Lo que es más preocupante, el país también se está perdiendo una potencial ganancia inesperada de los mercados de capitales. “Tenemos una sobreabundancia de dólares en el sistema financiero internacional y una población mundial que envejece. Los fondos de pensiones están buscando desesperadamente producir algunas ganancias”, dijo el exdirector ejecutivo del FMI, Héctor Torres. “Si ofrece una seguridad mínima de pago y previsibilidad, recibirá dinero”.
Pero es probable que poco de eso llegue a Argentina sin un ajuste a nivel nacional. “El país podría beneficiarse enormemente, pero solo si actúa en conjunto”, dice Alberto Ramos de Goldman Sachs.
Ese es un desafío para una economía con inmunidad colectiva a las reformas para la salud fiscal. Argentina tocó fondo en áreas clave del Informe de Competitividad Mundial más reciente del Foro Económico Mundial. Su historial de colaboración público-privada, crucial para construir los “mercados del mañana”, es uno de los peores del mundo.
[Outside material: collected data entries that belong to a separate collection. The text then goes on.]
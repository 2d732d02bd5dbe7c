use catalog::{Book, BookId, Catalog};

/// A chapter a link can point at, with its display title.
#[derive(Debug, Clone, PartialEq, Eq)]
pub struct ChapterRef {
    pub book_id: BookId,
    pub chapter: u32,
    pub title: String,
}

impl ChapterRef {
    fn new(book: &Book, chapter: u32) -> Self {
        Self {
            book_id: book.id,
            chapter,
            title: chapter_title(book, chapter),
        }
    }
}

/// Chapter 0 shows only the book name; numbered chapters append the number.
pub fn chapter_title(book: &Book, chapter: u32) -> String {
    if chapter > 0 {
        format!("{} {chapter}", book.toc_name)
    } else {
        book.toc_name.clone()
    }
}

pub fn book_chapter_valid(catalog: &Catalog, book_id: BookId, chapter: u32) -> bool {
    catalog
        .book(book_id)
        .is_some_and(|book| book.has_chapter(chapter))
}

/// The chapter after `(book_id, chapter)`, crossing into the book with the
/// next id when the current one is exhausted.
pub fn next_chapter(catalog: &Catalog, book_id: BookId, chapter: u32) -> Option<ChapterRef> {
    let book = catalog.book(book_id)?;
    if chapter < book.num_chapters {
        return Some(ChapterRef::new(book, chapter + 1));
    }
    let next_book = catalog.book(book_id.checked_add(1)?)?;
    Some(ChapterRef::new(next_book, next_book.first_chapter()))
}

/// The chapter before `(book_id, chapter)`, falling back to the last chapter
/// of the book with the previous id.
pub fn previous_chapter(catalog: &Catalog, book_id: BookId, chapter: u32) -> Option<ChapterRef> {
    let book = catalog.book(book_id)?;
    if chapter > 1 {
        return Some(ChapterRef::new(book, chapter - 1));
    }
    let previous_book = catalog.book(book_id.checked_sub(1)?)?;
    Some(ChapterRef::new(previous_book, previous_book.last_chapter()))
}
Para su mérito, Fernández permitió que Guzmán presentara recortes futuros a los populistas subsidios a los servicios públicos, racionalizara el sistema de pensiones y redujera las presiones monetarias que alimentan la tasa de inflación de 40% en Argentina. Pero Fernández de Kirchner rechazó esas medidas tranquilizadoras para el mercado, esencialmente relegando a Fernández y Guzmán a la categoría de ayudantes, dice el politólogo Bruno Binetti, miembro no residente del Diálogo Interamericano. “Atraer inversiones y crear un clima empresarial propicio ni siquiera están entre las diez principales prioridades gubernamentales”, me dijo Binetti. El último Ave María para recargar las arcas del Gobierno, un impuesto único sobre el patrimonio, ha recaudado unos míseros US$66 millones.
Posponer las reformas inevitables en favor del pensamiento mágico no hará ningún favor a los argentinos golpeados por la crisis, una opinión que el FMI está defendiendo en silencio. “Creemos que el FMI está trazando una línea en la arena”, escribió Adriana Dupita de Bloomberg Economics. “Si bien está abierto a la gradualidad, las políticas heterodoxas no pueden ser parte de ningún plan”. Después de un año de luchar contra el COVID-19, un récord de 42% del país es pobre, frente a un 26% en 2017. La economía que entró cojeando al año de la pandemia probablemente se contrajo casi un 11% en el 2020, una contracción similar a la de Perú, y superada solo por la debacle en Venezuela.
Sin embargo, para la actual Administración de Argentina, la lógica más convincente en el trabajo puede ser el rescate político, no la redención económica. Una victoria en las urnas le permitirá reforzar su control sobre las palancas institucionales del poder, sobre todo en los tribunales, donde Fernández de Kirchner responde a múltiples acusaciones de corrupción.
Ese no es el tipo de recuperación que Argentina necesita.